Count of how many logical user records were received by the KPL core for putting.

Not available at shard level.


User Records Pending

Metric Level: Detailed

Unit: Count

Periodic sample of how many user records are currently pending. A record is pending if it is either currently buffered and waiting for to be sent, or sent and in-flight to the backend.

Not available at shard level.

The wrapper provides a dedicated method to retrieve this metric at the global level for customers to manage their put rate.


User Records Put

Metric Level: Summary

Unit: Count

Count of how many logical user records were put successfully.

The KPL outputs a zero for failed records. This allows the average to give the success rate, the count to give the total attempts, and the difference between the count and sum to give the failure count.


User Records Data Put

Metric Level: Detailed

Unit: Bytes

Bytes in the logical user records successfully put.


Kinesis Records Put

Metric Level: Summary

Unit: Count

Count of how many Amazon Kinesis records were put successfully. Recall that each Amazon Kinesis record can contain multiple user records.
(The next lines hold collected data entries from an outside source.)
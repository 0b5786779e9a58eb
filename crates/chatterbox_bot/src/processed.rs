//! Shared record of answered messages.

use chatterbox_core::MessageId;
use lru::LruCache;
use parking_lot::Mutex;
use std::num::NonZeroUsize;

/// Capacity used when the configuration does not set one.
pub const DEFAULT_PROCESSED_CAPACITY: usize = 100_000;

/// Message ids already selected as prompts, shared by every worker.
///
/// Check-and-insert is a single locked step, so two workers watching the
/// same channel can never both claim a message. The record is bounded:
/// once full, the least recently claimed id is forgotten.
#[derive(Debug)]
pub struct ProcessedMessages {
    ids: Mutex<LruCache<MessageId, ()>>,
}

impl ProcessedMessages {
    /// Record holding at most `capacity` ids (minimum one).
    pub fn new(capacity: usize) -> Self {
        let capacity = NonZeroUsize::MIN.saturating_add(capacity.saturating_sub(1));
        Self {
            ids: Mutex::new(LruCache::new(capacity)),
        }
    }

    /// Claim `id`. Returns `false` if it was already claimed.
    pub fn insert_if_new(&self, id: &MessageId) -> bool {
        let mut ids = self.ids.lock();
        if ids.contains(id) {
            return false;
        }
        ids.put(id.clone(), ());
        true
    }

    /// Whether `id` has been claimed.
    pub fn contains(&self, id: &MessageId) -> bool {
        self.ids.lock().contains(id)
    }

    /// Number of ids currently remembered.
    pub fn len(&self) -> usize {
        self.ids.lock().len()
    }

    /// Whether nothing has been claimed yet.
    pub fn is_empty(&self) -> bool {
        self.ids.lock().is_empty()
    }
}

impl Default for ProcessedMessages {
    fn default() -> Self {
        Self::new(DEFAULT_PROCESSED_CAPACITY)
    }
}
The KPL outputs a zero for failed records. This allows the average to give the success rate, the count to give the total attempts, and the difference between the count and sum to give the failure count.


Kinesis Records Data Put

Metric Level: Detailed

Unit: Bytes

Bytes in the Amazon Kinesis records.


Errors by Code

Metric Level: Summary

Unit: Count

Count of each type of error code. This introduces an additional dimension of ErrorCode, on top of the normal ones like StreamName and ShardId.

Not every error can be traced to a shard. The ones that cannot be will only be emitted at stream or global levels.
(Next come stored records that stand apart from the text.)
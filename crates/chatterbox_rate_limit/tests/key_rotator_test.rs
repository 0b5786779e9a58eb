//! Behavioural tests for the key rotator.

use chatterbox_rate_limit::KeyRotator;
use std::sync::Arc;
use std::time::Duration;

#[test]
fn never_returns_a_used_key_while_others_remain() {
    let rotator = KeyRotator::new(["a", "b", "c", "d"], Duration::from_secs(60)).unwrap();
    rotator.mark_used("b");
    rotator.mark_used("d");

    for _ in 0..200 {
        let key = rotator.try_acquire().unwrap();
        assert!(!rotator.is_used(&key), "drew parked key {key}");
    }
}

#[test]
fn never_repeats_consecutively_when_an_alternative_exists() {
    let rotator = KeyRotator::new(["a", "b", "c"], Duration::from_secs(60)).unwrap();

    let mut previous = rotator.try_acquire().unwrap();
    for _ in 0..200 {
        let next = rotator.try_acquire().unwrap();
        assert_ne!(next, previous);
        previous = next;
    }
}

#[test]
fn falls_back_to_last_key_when_it_is_the_only_one_left() {
    let rotator = KeyRotator::new(["a", "b"], Duration::from_secs(60)).unwrap();
    let first = rotator.try_acquire().unwrap();
    let other = if first == "a" { "b" } else { "a" };
    rotator.mark_used(other);

    assert_eq!(rotator.try_acquire().unwrap(), first);
}

#[tokio::test(start_paused = true)]
async fn acquire_waits_out_cooldown_then_clears_used_set() {
    let cooldown = Duration::from_secs(86_400);
    let rotator = Arc::new(KeyRotator::new(["a", "b"], cooldown).unwrap());
    rotator.mark_used("a");
    rotator.mark_used("b");

    let started = tokio::time::Instant::now();
    let key = rotator.acquire_key().await;

    assert!(started.elapsed() >= cooldown);
    assert!(key == "a" || key == "b");
    assert!(rotator.used_keys().is_empty());
}

#[tokio::test(start_paused = true)]
async fn acquire_returns_immediately_when_a_key_is_free() {
    let rotator = KeyRotator::new(["a", "b"], Duration::from_secs(86_400)).unwrap();
    rotator.mark_used("a");

    let started = tokio::time::Instant::now();
    assert_eq!(rotator.acquire_key().await, "b");
    assert_eq!(started.elapsed(), Duration::ZERO);
}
This captures: throttling, shard map changes, internal failures, service unavailable, timeouts, etc.

Amazon Kinesis API errors are counted once per Amazon Kinesis record. Multiple user records within a Amazon Kinesis record do not generate multiple counts.


All Errors

Metric Level: Summary

Unit: Count

This is triggered by the same errors as above, but does not distinguish between types. This is useful as a general monitor of the error rate without having to manually sum the counts from all the different types of errors.


Retries per Record

Metric Level: Detailed

Unit: Count

Number of retries performed per user record. Zero is emitted for records that succeed in one try.
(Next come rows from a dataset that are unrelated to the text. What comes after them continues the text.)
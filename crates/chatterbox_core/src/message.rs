//! Channel message payloads.

use crate::{MessageId, UserId};
use derive_getters::Getters;
use serde::{Deserialize, Serialize};

/// Message type code the worker never answers (member join / boost notices).
pub const SYSTEM_MESSAGE_TYPE: u32 = 8;

/// Author of a channel message.
#[derive(Debug, Clone, PartialEq, Eq, Serialize, Deserialize, Getters)]
pub struct MessageAuthor {
    /// Author user id
    id: UserId,
}

/// File attached to a channel message.
#[derive(Debug, Clone, PartialEq, Eq, Serialize, Deserialize, Getters)]
pub struct Attachment {
    /// Attachment id
    #[serde(default)]
    id: String,
    /// Original file name
    #[serde(default)]
    filename: String,
}

impl Attachment {
    /// Build an attachment payload directly.
    pub fn new(id: impl Into<String>, filename: impl Into<String>) -> Self {
        Self {
            id: id.into(),
            filename: filename.into(),
        }
    }
}

/// One entry of `GET /channels/{id}/messages`.
///
/// # Examples
///
/// ```
/// use chatterbox_core::ChannelMessage;
///
/// let msg = ChannelMessage::new("10", "42", 0, "hello there", vec![]);
/// assert!(!msg.is_system());
/// assert!(!msg.has_attachments());
/// assert_eq!(msg.author_id().map(|id| id.as_str()), Some("42"));
/// ```
#[derive(Debug, Clone, PartialEq, Eq, Serialize, Deserialize, Getters)]
pub struct ChannelMessage {
    /// Message id
    id: MessageId,
    /// Author, absent on some system messages
    #[serde(default)]
    author: Option<MessageAuthor>,
    /// Message type code
    #[serde(rename = "type", default)]
    kind: u32,
    /// Text content
    #[serde(default)]
    content: String,
    /// Attached files
    #[serde(default)]
    attachments: Vec<Attachment>,
}

impl ChannelMessage {
    /// Build a message payload directly.
    pub fn new(
        id: impl Into<MessageId>,
        author_id: impl Into<UserId>,
        kind: u32,
        content: impl Into<String>,
        attachments: Vec<Attachment>,
    ) -> Self {
        Self {
            id: id.into(),
            author: Some(MessageAuthor {
                id: author_id.into(),
            }),
            kind,
            content: content.into(),
            attachments,
        }
    }

    /// Author id, if the payload carried one.
    pub fn author_id(&self) -> Option<&UserId> {
        self.author.as_ref().map(|author| &author.id)
    }

    /// Whether the message is a system notice rather than user text.
    pub fn is_system(&self) -> bool {
        self.kind == SYSTEM_MESSAGE_TYPE
    }

    /// Whether any file is attached.
    pub fn has_attachments(&self) -> bool {
        !self.attachments.is_empty()
    }
}

/// Reference that turns an outgoing message into a threaded reply.
#[derive(Debug, Clone, PartialEq, Eq, Serialize, Deserialize, Getters)]
pub struct MessageReference {
    /// Message being replied to
    message_id: MessageId,
}

/// Body of `POST /channels/{id}/messages`.
///
/// # Examples
///
/// ```
/// use chatterbox_core::{MessageId, OutgoingMessage};
///
/// let plain = OutgoingMessage::new("hi");
/// assert!(plain.message_reference().is_none());
///
/// let reply = OutgoingMessage::reply("hi", MessageId::new("7"));
/// assert_eq!(reply.message_reference().as_ref().map(|r| r.message_id().as_str()), Some("7"));
/// ```
#[derive(Debug, Clone, PartialEq, Eq, Serialize, Deserialize, Getters)]
pub struct OutgoingMessage {
    /// Text content
    content: String,
    /// Reply target
    #[serde(default, skip_serializing_if = "Option::is_none")]
    message_reference: Option<MessageReference>,
}

impl OutgoingMessage {
    /// A plain message.
    pub fn new(content: impl Into<String>) -> Self {
        Self {
            content: content.into(),
            message_reference: None,
        }
    }

    /// A message threaded as a reply to `reply_to`.
    pub fn reply(content: impl Into<String>, reply_to: MessageId) -> Self {
        Self {
            content: content.into(),
            message_reference: Some(MessageReference {
                message_id: reply_to,
            }),
        }
    }
}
Data is emitted at the moment a record finishes (when it either succeeds or can no longer be retried). If record TTL is set to a very large value, this metric may be significantly delayed.


Buffering Time

Metric Level: Summary

Unit: Milliseconds

The time between a user record arriving at the KPL and leaving for the backend. This information is transmitted back to the user on a per-record basis, but is also available as an aggregated statistic.


Request Time

Metric Level: Detailed

Unit: Milliseconds

The time it takes to perform PutRecordsRequests.


User Records per Kinesis Record

Metric Level: Detailed

Unit: Count

The number of logical user records aggregated into a single Amazon Kinesis record.


Amazon Kinesis Records per PutRecordsRequest

Metric Level: Detailed

Unit: Count

The number of Amazon Kinesis records aggregated into a single PutRecordsRequest.

Not available at shard level.


User Records per PutRecordsRequest

Metric Level: Detailed

Unit: Count

The total number of user records contained within a PutRecordsRequest. This is roughly equivalent to the product of the previous two metrics.

Not available at shard level.


FAQ

Why is the window limit 60? Why not more?

Keeping more data consumes more memory and increases read time when larger time windows are requested. There are many possible optimizations, but the effort seems unnecessary, given that CloudWatch exists for long term stats (that is, > 60s).

Why are there no metrics for the number of records failed?

That information is implicit in the number of records succeeded metrics. The difference between the count and the sum gives the number of failures. For alarming purposes, the user is advised to use the average, which gives the success rate, rather than the absolute value.

Will metrics affect performance?

Unlikely. The sort of statistics we are accumulating are extremely fast to compute. Lock contention is expected to be low because the emission of metrics is most likely randomly distributed in time in most cases.